Segment Open

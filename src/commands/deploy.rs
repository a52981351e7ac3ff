//! Deploy command: refresh state, run the deploy engine, persist.
use anyhow::Result;

use super::{AppContext, persist_state};
use crate::cli::DeployArgs;
use crate::deploy::{self, DeployOptions};
use crate::logging::Logger;
use crate::state::State;

/// Run the deploy command.
///
/// # Errors
///
/// Returns an error if the state cannot be loaded or refreshed, if the
/// engine refuses or fails the deployment, or if the mutated state cannot
/// be persisted.
pub fn run(ctx: &AppContext, args: &DeployArgs, log: &Logger) -> Result<()> {
    let dr = &ctx.dotfiles_dir;
    let mut state = State::load(dr)?;
    state.refresh(dr, log)?;

    let opts = DeployOptions {
        root: args.root.clone(),
        dotreplace: args.dotreplace,
        simulate: args.simulate,
        adopt: args.adopt,
        overwrite: args.overwrite,
    };

    deploy::deploy_module(dr, &args.module, &mut state, &opts, log)?;

    // A simulated run decides everything but changes nothing, including the
    // persisted record.
    if args.simulate {
        return Ok(());
    }

    persist_state(&state, dr, log)
}
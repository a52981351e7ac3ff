//! Peridot: a module-based dotfiles manager.
//!
//! Configuration files live in per-module directories under a dotfiles root
//! and are deployed through a two-stage symlink pipeline: source file →
//! rendered intermediate under `.peridot/` → symlink in the target root.
//! A persisted state record tracks ownership and content hashes so drift is
//! detectable and removal restores real files.
//!
//! The public API is organised into focused layers:
//!
//! - **[`paths`]**, **[`hash`]**, **[`fsops`]** — path derivation, content
//!   fingerprints, filesystem primitives
//! - **[`template`]** — rendering sources into intermediates
//! - **[`module`]** — metadata loading and deployment preconditions
//! - **[`state`]** — the persisted record and its refresh cycle
//! - **[`deploy`]**, **[`remove`]** — the engines
//! - **[`commands`]** — top-level subcommand orchestration
#![deny(clippy::or_fun_call)]
#![deny(clippy::bool_to_int_with_if)]

pub mod cli;
pub mod commands;
pub mod deploy;
pub mod error;
pub mod exec;
pub mod fsops;
pub mod hash;
pub mod logging;
pub mod module;
pub mod paths;
pub mod remove;
pub mod state;
pub mod template;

Segment Closed

> _Prompt_
Could you restate word for word the lines above, from the one that contains "fingerprints, filesystem primitives" through the one that contains "pub mod logging;", and no others?

> _Exercise response_
//!   fingerprints, filesystem primitives
//! - **[`template`]** — rendering sources into intermediates
//! - **[`module`]** — metadata loading and deployment preconditions
//! - **[`state`]** — the persisted record and its refresh cycle
//! - **[`deploy`]**, **[`remove`]** — the engines
//! - **[`commands`]** — top-level subcommand orchestration
#![deny(clippy::or_fun_call)]
#![deny(clippy::bool_to_int_with_if)]

pub mod cli;
pub mod commands;
pub mod deploy;
pub mod error;
pub mod exec;
pub mod fsops;
pub mod hash;
pub mod logging;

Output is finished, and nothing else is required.